WHAT IS REQUIRED:
The response should be the lines of the data, starting at the first and ending at the one that contains "str, reason: String", copied without change.
━━━━
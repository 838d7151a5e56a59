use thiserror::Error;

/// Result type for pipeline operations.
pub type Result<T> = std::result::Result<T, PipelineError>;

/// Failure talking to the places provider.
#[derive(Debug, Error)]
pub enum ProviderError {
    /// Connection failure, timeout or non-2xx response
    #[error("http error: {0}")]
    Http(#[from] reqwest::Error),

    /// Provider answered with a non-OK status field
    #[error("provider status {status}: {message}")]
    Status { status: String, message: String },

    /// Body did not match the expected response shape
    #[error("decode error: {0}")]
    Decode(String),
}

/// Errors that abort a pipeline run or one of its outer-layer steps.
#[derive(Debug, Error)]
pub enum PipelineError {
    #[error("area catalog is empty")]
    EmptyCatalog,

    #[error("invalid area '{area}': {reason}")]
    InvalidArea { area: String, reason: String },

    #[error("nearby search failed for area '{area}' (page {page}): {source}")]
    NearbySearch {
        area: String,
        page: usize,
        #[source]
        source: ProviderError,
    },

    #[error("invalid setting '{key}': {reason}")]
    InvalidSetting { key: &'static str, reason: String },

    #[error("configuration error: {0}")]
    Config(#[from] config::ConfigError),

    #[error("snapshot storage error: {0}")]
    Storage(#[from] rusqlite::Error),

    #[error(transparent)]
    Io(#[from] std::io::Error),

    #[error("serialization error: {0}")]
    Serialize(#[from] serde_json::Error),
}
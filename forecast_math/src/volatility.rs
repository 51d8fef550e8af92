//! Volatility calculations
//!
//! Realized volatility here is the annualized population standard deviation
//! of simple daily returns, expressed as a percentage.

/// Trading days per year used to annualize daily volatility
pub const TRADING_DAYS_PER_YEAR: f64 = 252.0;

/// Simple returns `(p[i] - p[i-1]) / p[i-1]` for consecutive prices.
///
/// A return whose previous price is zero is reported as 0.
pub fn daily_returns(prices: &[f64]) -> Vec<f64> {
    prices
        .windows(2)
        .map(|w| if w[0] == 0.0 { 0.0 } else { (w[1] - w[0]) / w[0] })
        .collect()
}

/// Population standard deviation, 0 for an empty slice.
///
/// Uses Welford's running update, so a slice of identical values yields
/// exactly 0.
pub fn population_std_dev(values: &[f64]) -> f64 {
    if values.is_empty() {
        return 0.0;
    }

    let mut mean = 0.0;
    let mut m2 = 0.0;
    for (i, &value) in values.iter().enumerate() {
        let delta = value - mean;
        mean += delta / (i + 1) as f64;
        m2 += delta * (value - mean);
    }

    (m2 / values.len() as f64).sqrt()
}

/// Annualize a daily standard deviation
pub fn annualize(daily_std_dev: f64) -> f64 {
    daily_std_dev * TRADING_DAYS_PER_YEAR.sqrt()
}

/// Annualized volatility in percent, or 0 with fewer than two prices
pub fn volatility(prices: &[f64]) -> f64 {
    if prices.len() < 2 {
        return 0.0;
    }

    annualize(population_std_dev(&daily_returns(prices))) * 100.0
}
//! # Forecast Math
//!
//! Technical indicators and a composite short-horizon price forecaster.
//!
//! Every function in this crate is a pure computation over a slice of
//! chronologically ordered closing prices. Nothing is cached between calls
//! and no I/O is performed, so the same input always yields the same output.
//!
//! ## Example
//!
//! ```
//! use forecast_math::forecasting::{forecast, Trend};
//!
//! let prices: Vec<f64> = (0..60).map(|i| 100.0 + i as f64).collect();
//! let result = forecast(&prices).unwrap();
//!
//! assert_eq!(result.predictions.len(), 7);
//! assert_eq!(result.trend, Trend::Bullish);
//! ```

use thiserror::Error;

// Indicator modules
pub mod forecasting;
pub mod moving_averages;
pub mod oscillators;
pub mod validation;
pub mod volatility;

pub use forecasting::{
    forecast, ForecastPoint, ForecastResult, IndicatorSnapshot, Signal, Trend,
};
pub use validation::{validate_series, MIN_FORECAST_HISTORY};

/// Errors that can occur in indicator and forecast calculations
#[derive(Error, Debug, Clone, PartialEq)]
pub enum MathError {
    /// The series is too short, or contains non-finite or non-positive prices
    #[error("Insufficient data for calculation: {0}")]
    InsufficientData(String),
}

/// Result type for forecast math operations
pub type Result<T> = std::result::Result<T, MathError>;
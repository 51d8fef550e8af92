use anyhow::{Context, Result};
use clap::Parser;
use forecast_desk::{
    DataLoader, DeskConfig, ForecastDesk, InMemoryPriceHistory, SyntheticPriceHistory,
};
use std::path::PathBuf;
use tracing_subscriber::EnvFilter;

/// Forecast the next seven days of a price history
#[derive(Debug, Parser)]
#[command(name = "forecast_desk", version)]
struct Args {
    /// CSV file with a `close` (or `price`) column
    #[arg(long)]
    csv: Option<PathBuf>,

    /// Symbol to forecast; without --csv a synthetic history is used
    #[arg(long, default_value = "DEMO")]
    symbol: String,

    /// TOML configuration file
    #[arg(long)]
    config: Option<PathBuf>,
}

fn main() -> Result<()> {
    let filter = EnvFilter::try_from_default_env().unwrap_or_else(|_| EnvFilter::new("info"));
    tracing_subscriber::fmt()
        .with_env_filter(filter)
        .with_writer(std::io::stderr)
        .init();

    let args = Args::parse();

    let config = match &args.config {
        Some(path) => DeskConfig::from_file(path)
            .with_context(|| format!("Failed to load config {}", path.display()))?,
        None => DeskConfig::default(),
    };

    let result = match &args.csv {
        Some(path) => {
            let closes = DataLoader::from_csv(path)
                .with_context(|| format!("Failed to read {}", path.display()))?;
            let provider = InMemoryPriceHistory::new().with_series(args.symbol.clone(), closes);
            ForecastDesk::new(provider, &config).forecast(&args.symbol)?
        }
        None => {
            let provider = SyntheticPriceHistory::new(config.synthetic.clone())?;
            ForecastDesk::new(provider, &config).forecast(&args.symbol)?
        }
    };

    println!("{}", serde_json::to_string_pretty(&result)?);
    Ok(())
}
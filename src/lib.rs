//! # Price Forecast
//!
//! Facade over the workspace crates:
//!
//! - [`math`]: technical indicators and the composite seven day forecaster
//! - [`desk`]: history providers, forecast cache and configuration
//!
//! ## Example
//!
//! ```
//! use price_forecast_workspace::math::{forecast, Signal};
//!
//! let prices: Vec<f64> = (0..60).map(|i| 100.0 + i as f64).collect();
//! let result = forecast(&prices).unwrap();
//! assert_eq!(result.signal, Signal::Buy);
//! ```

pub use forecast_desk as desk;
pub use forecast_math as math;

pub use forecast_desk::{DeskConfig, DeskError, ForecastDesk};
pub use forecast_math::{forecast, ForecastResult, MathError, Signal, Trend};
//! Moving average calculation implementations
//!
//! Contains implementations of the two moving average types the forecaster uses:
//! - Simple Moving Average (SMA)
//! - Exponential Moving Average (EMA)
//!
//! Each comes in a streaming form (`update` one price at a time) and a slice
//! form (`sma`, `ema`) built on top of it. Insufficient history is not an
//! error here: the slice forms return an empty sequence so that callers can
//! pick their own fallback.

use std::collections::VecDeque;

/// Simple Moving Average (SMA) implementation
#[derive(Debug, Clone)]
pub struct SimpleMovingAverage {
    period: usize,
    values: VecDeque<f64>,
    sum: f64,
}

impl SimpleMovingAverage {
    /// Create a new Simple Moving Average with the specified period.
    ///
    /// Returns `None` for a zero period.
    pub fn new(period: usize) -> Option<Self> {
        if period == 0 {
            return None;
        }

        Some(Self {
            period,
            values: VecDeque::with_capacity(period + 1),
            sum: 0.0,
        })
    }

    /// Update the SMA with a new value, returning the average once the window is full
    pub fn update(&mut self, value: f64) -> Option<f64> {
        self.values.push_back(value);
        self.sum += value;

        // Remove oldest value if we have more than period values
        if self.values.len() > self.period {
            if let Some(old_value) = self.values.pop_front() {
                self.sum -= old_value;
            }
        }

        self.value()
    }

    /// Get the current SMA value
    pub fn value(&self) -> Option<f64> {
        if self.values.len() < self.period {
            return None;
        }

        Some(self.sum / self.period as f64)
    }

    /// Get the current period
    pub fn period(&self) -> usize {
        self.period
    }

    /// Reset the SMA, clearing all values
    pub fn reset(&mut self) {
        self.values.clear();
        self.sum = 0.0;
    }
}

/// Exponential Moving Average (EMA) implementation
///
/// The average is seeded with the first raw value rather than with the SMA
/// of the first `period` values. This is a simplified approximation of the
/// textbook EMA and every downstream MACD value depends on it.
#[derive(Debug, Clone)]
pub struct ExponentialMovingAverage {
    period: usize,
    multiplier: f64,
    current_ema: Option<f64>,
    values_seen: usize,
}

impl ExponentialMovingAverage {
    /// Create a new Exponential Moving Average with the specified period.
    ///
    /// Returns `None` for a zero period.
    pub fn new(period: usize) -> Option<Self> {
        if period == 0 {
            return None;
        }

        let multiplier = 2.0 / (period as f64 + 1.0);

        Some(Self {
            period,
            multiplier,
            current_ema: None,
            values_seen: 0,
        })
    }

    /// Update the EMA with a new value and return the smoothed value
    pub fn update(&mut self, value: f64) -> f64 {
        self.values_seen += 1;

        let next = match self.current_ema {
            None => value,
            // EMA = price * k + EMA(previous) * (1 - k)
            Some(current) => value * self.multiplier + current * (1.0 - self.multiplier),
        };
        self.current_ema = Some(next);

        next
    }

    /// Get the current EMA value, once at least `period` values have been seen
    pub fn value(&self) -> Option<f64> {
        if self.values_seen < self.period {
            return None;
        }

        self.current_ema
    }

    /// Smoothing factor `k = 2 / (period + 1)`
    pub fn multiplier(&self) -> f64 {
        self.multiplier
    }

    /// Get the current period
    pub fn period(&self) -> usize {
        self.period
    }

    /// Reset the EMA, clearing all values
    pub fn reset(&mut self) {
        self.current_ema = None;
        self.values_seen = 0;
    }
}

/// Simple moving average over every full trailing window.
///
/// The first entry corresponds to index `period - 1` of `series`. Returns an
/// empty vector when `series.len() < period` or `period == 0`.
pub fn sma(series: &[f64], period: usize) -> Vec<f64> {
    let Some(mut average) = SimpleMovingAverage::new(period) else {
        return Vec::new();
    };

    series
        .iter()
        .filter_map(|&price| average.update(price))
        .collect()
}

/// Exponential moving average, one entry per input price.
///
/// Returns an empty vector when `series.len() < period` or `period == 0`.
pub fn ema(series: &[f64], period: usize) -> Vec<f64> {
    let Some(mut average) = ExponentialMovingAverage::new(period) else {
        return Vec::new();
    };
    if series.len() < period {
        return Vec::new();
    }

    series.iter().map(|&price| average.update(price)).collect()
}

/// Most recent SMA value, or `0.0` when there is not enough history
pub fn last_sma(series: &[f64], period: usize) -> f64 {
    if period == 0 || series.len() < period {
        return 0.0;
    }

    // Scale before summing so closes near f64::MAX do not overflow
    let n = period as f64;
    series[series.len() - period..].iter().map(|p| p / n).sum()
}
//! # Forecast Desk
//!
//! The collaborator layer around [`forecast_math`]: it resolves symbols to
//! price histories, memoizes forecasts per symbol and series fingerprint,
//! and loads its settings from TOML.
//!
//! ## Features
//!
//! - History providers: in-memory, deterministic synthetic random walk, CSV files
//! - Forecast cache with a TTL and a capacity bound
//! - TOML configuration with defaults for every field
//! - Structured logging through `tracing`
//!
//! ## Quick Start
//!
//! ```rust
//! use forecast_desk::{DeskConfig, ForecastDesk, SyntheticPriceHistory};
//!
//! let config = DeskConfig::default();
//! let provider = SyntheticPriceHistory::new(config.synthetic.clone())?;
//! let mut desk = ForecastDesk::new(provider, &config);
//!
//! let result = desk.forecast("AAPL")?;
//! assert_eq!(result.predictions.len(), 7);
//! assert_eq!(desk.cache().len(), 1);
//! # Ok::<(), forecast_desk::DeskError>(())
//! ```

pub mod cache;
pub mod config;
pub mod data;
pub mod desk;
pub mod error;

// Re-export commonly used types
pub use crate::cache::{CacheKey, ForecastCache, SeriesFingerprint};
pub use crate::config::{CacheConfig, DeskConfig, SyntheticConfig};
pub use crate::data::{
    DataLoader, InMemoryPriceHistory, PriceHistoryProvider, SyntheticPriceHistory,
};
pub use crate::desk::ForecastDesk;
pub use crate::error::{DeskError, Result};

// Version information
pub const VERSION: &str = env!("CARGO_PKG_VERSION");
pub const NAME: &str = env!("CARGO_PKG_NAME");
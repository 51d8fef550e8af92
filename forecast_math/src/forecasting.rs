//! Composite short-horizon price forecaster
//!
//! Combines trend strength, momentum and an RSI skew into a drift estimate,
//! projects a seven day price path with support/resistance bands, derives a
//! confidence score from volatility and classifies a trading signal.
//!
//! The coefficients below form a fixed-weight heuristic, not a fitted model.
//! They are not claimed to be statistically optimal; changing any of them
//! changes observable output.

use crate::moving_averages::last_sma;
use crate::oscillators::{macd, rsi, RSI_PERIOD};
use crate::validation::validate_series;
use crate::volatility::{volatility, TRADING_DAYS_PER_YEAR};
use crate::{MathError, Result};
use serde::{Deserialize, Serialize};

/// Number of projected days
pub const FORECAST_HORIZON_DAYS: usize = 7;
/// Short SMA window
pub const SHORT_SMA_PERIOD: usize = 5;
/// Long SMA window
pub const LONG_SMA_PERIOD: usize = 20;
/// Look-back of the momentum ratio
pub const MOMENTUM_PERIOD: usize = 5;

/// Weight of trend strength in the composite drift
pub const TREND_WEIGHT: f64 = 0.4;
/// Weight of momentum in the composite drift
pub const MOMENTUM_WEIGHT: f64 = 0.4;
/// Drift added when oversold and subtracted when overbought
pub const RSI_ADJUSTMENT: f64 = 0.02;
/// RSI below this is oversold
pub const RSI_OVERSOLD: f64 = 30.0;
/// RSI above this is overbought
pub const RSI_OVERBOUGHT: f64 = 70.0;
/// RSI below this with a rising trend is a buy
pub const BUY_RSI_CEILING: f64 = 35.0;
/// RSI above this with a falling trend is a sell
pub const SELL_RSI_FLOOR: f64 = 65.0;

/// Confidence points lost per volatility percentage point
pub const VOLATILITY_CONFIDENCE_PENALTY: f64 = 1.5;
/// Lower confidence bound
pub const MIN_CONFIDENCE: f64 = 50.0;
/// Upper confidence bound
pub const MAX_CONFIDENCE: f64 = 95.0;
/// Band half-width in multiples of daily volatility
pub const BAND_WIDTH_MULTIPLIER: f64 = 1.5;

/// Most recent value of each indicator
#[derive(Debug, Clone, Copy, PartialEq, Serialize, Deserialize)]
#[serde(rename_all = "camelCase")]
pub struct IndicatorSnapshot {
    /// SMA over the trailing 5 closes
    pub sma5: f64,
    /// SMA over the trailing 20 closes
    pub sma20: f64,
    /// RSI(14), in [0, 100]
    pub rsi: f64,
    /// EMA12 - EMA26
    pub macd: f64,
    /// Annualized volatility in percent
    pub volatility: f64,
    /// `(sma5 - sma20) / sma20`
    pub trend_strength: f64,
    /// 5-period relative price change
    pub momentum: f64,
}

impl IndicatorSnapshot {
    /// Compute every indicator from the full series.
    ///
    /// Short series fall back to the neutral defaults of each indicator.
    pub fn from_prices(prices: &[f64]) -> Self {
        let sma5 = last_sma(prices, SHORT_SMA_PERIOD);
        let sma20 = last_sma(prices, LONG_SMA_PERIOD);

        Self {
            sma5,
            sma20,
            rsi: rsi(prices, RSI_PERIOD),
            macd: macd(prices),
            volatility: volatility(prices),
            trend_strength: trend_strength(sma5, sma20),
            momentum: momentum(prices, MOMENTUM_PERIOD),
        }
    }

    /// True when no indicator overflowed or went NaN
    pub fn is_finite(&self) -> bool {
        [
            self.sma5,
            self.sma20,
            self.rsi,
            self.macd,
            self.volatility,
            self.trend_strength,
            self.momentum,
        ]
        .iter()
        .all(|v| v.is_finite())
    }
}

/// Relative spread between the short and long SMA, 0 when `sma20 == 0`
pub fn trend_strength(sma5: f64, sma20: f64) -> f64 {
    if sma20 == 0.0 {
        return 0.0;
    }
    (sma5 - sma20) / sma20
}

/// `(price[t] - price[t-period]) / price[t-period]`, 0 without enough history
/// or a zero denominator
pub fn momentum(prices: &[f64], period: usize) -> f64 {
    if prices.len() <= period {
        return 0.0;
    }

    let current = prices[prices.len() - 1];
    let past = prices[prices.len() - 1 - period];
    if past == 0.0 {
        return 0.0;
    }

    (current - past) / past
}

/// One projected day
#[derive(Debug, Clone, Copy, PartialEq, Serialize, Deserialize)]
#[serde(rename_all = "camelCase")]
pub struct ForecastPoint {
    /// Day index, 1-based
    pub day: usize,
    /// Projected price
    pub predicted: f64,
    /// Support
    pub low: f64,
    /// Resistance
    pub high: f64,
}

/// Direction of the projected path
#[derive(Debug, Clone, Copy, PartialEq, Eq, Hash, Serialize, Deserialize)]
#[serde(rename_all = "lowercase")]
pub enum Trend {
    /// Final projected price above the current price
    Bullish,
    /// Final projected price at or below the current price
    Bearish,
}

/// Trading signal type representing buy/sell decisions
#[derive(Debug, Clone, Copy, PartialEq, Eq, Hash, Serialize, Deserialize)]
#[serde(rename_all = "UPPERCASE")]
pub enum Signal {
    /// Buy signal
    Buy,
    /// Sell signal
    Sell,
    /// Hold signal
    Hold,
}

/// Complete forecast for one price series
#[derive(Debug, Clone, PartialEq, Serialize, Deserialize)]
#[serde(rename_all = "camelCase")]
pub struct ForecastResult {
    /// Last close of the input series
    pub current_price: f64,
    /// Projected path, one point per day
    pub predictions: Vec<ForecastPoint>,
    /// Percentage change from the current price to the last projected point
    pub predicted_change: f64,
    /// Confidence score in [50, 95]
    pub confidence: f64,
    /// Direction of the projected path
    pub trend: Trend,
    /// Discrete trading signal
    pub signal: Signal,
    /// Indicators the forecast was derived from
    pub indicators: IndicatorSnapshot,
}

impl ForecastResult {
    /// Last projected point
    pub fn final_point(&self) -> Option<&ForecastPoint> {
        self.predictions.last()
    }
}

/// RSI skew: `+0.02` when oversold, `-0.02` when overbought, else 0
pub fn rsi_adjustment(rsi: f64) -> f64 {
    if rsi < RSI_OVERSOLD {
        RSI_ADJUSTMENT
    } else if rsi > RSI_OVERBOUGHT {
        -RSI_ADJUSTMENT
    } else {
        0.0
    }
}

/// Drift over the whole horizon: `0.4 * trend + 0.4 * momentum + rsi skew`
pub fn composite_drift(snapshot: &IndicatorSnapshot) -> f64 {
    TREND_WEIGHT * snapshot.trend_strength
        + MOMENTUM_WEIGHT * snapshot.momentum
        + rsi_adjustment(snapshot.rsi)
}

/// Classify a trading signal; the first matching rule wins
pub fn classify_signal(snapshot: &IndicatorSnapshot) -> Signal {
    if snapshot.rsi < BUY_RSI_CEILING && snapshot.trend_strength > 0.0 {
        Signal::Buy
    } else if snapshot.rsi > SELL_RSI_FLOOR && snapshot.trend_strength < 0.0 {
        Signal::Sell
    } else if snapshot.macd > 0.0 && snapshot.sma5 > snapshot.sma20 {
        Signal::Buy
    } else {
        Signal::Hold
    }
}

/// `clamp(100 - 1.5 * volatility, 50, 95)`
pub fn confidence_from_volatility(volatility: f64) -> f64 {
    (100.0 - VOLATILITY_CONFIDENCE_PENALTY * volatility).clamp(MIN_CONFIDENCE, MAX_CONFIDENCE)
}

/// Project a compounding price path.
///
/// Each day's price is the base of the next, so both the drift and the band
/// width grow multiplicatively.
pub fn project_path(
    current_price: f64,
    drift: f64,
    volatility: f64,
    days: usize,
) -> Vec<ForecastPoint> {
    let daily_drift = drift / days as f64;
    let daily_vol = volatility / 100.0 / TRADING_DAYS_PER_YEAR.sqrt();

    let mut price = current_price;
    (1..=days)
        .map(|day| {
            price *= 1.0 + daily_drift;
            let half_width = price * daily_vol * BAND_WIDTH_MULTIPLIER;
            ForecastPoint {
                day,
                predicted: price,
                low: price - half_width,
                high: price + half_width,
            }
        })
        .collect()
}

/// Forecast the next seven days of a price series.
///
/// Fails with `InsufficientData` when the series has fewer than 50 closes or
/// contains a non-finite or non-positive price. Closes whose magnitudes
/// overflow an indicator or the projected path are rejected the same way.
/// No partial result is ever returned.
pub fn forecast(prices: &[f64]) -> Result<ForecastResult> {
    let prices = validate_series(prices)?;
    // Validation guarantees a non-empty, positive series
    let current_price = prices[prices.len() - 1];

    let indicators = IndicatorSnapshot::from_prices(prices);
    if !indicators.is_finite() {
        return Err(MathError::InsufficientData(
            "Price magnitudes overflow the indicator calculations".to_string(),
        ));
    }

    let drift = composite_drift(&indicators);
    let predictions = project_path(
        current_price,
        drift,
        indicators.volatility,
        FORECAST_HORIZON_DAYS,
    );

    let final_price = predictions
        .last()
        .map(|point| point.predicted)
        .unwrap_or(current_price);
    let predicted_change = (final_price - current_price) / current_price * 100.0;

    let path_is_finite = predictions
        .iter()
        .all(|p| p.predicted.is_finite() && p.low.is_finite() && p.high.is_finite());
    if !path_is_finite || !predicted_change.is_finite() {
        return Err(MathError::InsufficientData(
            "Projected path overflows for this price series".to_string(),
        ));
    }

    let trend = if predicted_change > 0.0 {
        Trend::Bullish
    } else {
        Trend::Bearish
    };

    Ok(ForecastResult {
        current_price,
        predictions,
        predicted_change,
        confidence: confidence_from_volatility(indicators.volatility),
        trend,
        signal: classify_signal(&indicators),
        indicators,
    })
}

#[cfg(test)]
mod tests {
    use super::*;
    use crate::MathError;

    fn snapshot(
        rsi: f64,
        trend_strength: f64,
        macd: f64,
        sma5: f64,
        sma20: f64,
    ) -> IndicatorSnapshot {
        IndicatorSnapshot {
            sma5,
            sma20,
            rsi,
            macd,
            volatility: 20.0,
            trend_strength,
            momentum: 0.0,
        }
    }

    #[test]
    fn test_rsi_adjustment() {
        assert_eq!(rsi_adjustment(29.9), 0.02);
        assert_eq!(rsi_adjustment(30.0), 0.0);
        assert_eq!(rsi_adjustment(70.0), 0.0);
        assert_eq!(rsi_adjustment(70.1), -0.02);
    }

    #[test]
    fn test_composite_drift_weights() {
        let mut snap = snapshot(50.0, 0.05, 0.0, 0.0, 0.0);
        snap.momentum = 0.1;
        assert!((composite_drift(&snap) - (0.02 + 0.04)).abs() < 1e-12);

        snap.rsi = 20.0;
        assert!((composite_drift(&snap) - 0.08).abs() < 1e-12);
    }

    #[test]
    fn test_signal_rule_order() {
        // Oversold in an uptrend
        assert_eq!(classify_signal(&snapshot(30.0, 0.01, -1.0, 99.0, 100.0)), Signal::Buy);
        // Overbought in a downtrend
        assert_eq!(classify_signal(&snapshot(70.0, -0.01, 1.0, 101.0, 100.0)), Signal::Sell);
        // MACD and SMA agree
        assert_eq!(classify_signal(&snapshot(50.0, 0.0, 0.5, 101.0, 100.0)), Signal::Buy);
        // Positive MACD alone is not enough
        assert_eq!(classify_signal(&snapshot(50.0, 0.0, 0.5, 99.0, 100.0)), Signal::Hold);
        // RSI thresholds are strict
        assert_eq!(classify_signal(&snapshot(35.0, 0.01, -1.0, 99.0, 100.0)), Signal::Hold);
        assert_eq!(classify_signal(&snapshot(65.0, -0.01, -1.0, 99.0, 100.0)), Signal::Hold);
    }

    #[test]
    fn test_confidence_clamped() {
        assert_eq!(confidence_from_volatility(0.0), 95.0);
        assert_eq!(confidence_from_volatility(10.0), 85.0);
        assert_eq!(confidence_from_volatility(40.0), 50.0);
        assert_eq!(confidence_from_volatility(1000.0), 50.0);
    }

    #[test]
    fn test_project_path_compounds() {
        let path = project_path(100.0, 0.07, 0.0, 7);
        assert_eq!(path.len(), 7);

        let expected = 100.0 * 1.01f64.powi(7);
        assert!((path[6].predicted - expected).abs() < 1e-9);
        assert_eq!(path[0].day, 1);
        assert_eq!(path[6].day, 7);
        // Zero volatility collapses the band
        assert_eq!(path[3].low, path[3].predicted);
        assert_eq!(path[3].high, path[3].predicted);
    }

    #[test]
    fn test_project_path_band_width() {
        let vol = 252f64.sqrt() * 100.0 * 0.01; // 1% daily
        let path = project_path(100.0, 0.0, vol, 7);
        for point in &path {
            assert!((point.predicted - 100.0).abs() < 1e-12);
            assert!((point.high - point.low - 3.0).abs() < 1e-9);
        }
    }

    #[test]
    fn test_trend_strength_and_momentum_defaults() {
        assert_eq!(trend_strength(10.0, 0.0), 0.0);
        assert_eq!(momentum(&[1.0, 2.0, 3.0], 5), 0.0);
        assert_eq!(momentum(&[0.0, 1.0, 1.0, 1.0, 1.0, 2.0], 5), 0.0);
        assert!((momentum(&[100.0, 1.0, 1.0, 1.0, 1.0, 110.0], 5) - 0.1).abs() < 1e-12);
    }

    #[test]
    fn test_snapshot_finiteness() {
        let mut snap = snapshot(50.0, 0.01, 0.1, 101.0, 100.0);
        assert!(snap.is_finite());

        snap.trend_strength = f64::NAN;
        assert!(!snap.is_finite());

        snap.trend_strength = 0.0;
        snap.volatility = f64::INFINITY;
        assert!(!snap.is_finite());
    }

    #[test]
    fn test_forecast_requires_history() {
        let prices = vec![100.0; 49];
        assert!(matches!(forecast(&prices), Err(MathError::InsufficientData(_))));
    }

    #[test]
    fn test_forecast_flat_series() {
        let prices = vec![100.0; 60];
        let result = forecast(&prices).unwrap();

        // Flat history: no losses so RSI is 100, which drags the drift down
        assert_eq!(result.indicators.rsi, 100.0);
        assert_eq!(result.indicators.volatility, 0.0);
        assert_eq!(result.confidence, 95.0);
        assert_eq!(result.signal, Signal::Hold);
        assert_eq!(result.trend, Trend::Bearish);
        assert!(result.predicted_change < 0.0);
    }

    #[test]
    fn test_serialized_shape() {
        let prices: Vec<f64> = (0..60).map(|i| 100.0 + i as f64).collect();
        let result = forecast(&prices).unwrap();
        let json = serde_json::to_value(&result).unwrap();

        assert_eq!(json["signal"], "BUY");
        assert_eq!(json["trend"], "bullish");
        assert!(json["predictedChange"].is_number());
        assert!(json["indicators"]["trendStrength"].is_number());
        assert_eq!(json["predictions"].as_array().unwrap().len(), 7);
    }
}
━━━━
RESULT OF THIS TASK:
repository 838d7151a5e56a59
use thiserror::Error;

/// Result type for pipeline operations.
pub type Result<T> = std::result::Result<T, PipelineError>;

/// Failure talking to the places provider.
#[derive(Debug, Error)]
pub enum ProviderError {
    /// Connection failure, timeout or non-2xx response
    #[error("http error: {0}")]
    Http(#[from] reqwest::Error),

    /// Provider answered with a non-OK status field
    #[error("provider status {status}: {message}")]
    Status { status: String, message: String },

    /// Body did not match the expected response shape
    #[error("decode error: {0}")]
    Decode(String),
}

/// Errors that abort a pipeline run or one of its outer-layer steps.
#[derive(Debug, Error)]
pub enum PipelineError {
    #[error("area catalog is empty")]
    EmptyCatalog,

    #[error("invalid area '{area}': {reason}")]
    InvalidArea { area: String, reason: String },

    #[error("nearby search failed for area '{area}' (page {page}): {source}")]
    NearbySearch {
        area: String,
        page: usize,
        #[source]
        source: ProviderError,
    },

    #[error("invalid setting '{key}': {reason}")]
    InvalidSetting { key: &'static str, reason: String },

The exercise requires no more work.